3,500 leaders and their families were at serious risk of execution by the Pathet Lao. The airlift evacuation, using three American planes, but without markings and flown by civilian pilots, began on 13 May 1975 in multiple forays back and forth. However, the Americans were forced to leave many behind as the Pathet Lao closed in on 14 May ending the airlift. Then General Vang Pao led thousands of his fighters across the Mekong River into Thailand. By the end of 1975, 40,000 Hmong had reached Thailand. Eventually, as many as 200,000 Hmong went into exile there. The vast majority ended up in the US. Other Hmong fighters hid in mountains of Xianghouang Province for years, with a remnant emerging from the jungle only in 2003.
After the Pathet Lao took over the country in 1975, the conflict continued in isolated pockets. By August, when the Pathet Lao arrived in Vientiane, they entered a virtually deserted city and initially kept in place the shell of the coalition government. By 2 December 1975, this façade ended and the king abdicated. By 1977, the regime promised to hunt down “American collaborators” and their families “to the last root”. The exodus from Laos consisted of three groups, Laotians associated with the Royalist regime, Hmong refugees and ethnic Chinese originating in Laos.
By the end of 1980, 7,500 refugees, whose last country of residence had been Laos, entered Canada. 7,100 from Cambodia also arrived. These were distinct from the 59,000 individuals who came from Vietnam. About 60% of the latter were ethnic Vietnamese, the remainder Chinese or Khmer Vietnamese.
The Indochinese refugees are referred to loosely as the “Boat People” because that was the most dramatic form of flight, though those who fled by sea constituted only 75,000 of the 500,000 refugees from Indochina. Further, traveling by sea was the most risky form of escape since the UNHCR at the time estimated that 40% who fled by sea did not survive. Of 112,500 who left in mostly unseaworthy craft, 45,000 were drowned or killed. In several weeks in November 1978 alone, 350 perished and the number fleeing by boat was increasing very rapidly in the last few months of 1978. For example, the number in flight in the spring of 1978 was estimated to be 1,500; by October, 10,000 were fleeing per month and the number was expected to rise to 20,000 per month by the spring of 1979.
From 1975 to 1978, 425,000 fled to the west and 75,000 went into China. In the Fall of 1978, Rabbi Marc Tanenbaum, National Director of the American Jewish Committee’s Office of Interreligious Affairs in the U.S., traveled to Southeast Asia with two other non-Jewish clergy as part of the Citizens Commission on Indochinese Refugees aided by the International Rescue Committee. At the time, the Hebrew Immigrant Aid Society (HIAS) in the United States had committed itself to take almost as many Indochinese refugees as the whole of Canada, with a target of 5% of the total admitted. In an American background memorandum entitled, “The Southeast Asian Refugees,” dated 7 December 1978, the Interreligious Citizens Commission estimated the breakdown of the 450-500,000 of Indochinese refugees from 1975 to 1978 to be:
132,000 Vietnamese after the collapse of Saigon to the U.S.
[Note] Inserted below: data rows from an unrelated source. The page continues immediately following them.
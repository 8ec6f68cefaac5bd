//! On-disk `file -> (mtime, size)` map, diffed against the live tree to
//! drive incremental sync (spec §4.3).

use std::collections::HashMap;
use std::fs;
use std::path::Path;

use serde::{Deserialize, Serialize};
use thiserror::Error;

const MANIFEST_VERSION: u32 = 1;

#[derive(Debug, Error)]
pub enum ManifestError {
    #[error("failed to write manifest to '{path}': {source}")]
    Write {
        path: String,
        source: std::io::Error,
    },
}

pub type ManifestResult<T> = Result<T, ManifestError>;

#[derive(Debug, Clone, Copy, PartialEq, Eq, Serialize, Deserialize)]
pub struct FileStat {
    pub mtime: u64,
    pub size: u64,
}

#[derive(Debug, Clone, Default, Serialize, Deserialize)]
pub struct Manifest {
    version: u32,
    files: HashMap<String, FileStat>,
}

/// Result of diffing the manifest against the files currently on disk.
#[derive(Debug, Clone, Default, PartialEq, Eq)]
pub struct ManifestDiff {
    /// Present in both, but `(mtime, size)` differs.
    pub stale: Vec<String>,
    /// In the manifest but no longer on disk.
    pub deleted: Vec<String>,
    /// On disk but not yet in the manifest.
    pub added: Vec<String>,
}

impl ManifestDiff {
    pub fn is_empty(&self) -> bool {
        self.stale.is_empty() && self.deleted.is_empty() && self.added.is_empty()
    }
}

impl Manifest {
    pub fn new() -> Self {
        Self {
            version: MANIFEST_VERSION,
            files: HashMap::new(),
        }
    }

    /// Load `manifest.json` from `path`. A missing file, a version
    /// mismatch, or a parse failure all fall back to an empty manifest —
    /// the next sync then treats every file as `added`.
    pub fn load(path: &Path) -> Self {
        let Ok(content) = fs::read_to_string(path) else {
            return Self::new();
        };
        match serde_json::from_str::<Manifest>(&content) {
            Ok(m) if m.version == MANIFEST_VERSION => m,
            Ok(_) => {
                tracing::warn!("manifest version mismatch at {}, starting fresh", path.display());
                Self::new()
            }
            Err(e) => {
                tracing::warn!("failed to parse manifest at {}: {e}, starting fresh", path.display());
                Self::new()
            }
        }
    }

    /// Write-temp-then-rename for atomicity.
    pub fn save(&self, path: &Path) -> ManifestResult<()> {
        if let Some(parent) = path.parent() {
            let _ = fs::create_dir_all(parent);
        }
        let json = serde_json::to_string_pretty(self).unwrap_or_default();
        let tmp = path.with_extension("json.tmp");
        fs::write(&tmp, json).map_err(|e| ManifestError::Write {
            path: tmp.display().to_string(),
            source: e,
        })?;
        fs::rename(&tmp, path).map_err(|e| ManifestError::Write {
            path: path.display().to_string(),
            source: e,
        })?;
        Ok(())
    }

    pub fn get(&self, relative_path: &str) -> Option<FileStat> {
        self.files.get(relative_path).copied()
    }

    pub fn set(&mut self, relative_path: impl Into<String>, stat: FileStat) {
        self.files.insert(relative_path.into(), stat);
    }

    pub fn remove(&mut self, relative_path: &str) {
        self.files.remove(relative_path);
    }

    /// Diff against the current set of files on disk (relative path ->
    /// stat), classifying each as stale/deleted/added.
    pub fn diff(&self, current: &HashMap<String, FileStat>) -> ManifestDiff {
        let mut diff = ManifestDiff::default();
        for (path, stat) in current {
            match self.files.get(path) {
                Some(existing) if existing == stat => {}
                Some(_) => diff.stale.push(path.clone()),
                None => diff.added.push(path.clone()),
            }
        }
        for path in self.files.keys() {
            if !current.contains_key(path) {
                diff.deleted.push(path.clone());
            }
        }
        diff.stale.sort();
        diff.deleted.sort();
        diff.added.sort();
        diff
    }
}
50,000 additional 1975-November 1978 to the U.S.
43,817 to France
13.347 to Australia
7,550 to Canada
665 to New Zealand
644 to Britain
225 to Italy
204 to the Netherlands
248,452 TOTAL
Therefore, rounded up, there were 250,000 Indochinese refugees granted asylum in the U.S. and other Western states. There were still 40,000 Indochinese refugees in transit camps in Malaysia and 136,000 in transit camps in Thailand.
In April 1978, the U.S. government was committed to admitting 15,000 per month, that is, 180,000 per year, half boat people from Vietnamese and half Cambodians and Laotians. Canada was committed to taking in only 5,000; Canada’s normal percentage would have been 36,000. Further, on 29 November 1978, U.S. Attorney General Bell announced that, by the end of April 1979, he was planning to admit an additional 21,875 Indochinese refugees, about three-quarters of them Vietnamese “boat people,” and the rest Cambodians.
In the Fall of 1978, as referred to above, the United Nations High Commissioner for Refugees announced that it would convene a meeting in Geneva on December 11-12 of more than 30 countries to seek international action on the Southeast Asian refugee problem.
To be continued: 1979-1980
Operation Lifeline
Operation Lifeline
Part 6 (Final) on The Indo-Chinese Refugee Private Sponsorship Program
by
Howard Adelman
The generation of the sixties led by New Leftists, who went on to have careers of their own and who married and settled down, became the core of the Indochinese Refugee Movement even if the forerunners were Mennonites and members of the Christian Reformed Church steeped in a strong Christian tradition of giving of oneself for another in need. In 1979-80, 499 groups were sponsored through the Mennonite Central Committee (MCC). Of those, 99 were non-Mennonite churches and 85 were “non-church” groups; MCC was a hospitable flag of convenience. The sixties generation made that inherited culture part of the cosmopolitan present by using their faith in themselves, their trust of others and their belief that if you just will it, whatever you will can become reality. Most of all, they used the art of networking that they had mastered in the sixties.
How else does one explain the growth of an organization within eight days, before cell phones and the internet, into a trans-Canada phenomenon with sixty-six chapters across the country? Operation Lifeline was but the most notable expression of this phenomenon. Project 4000 in Ottawa, for example, was an expression of the same phenomenon. The private sponsorship of Indochinese refugees into Canada in partnership with government initiatives is correctly viewed as the pinnacle of a humanitarian response to refugees into Canada unequalled before or since.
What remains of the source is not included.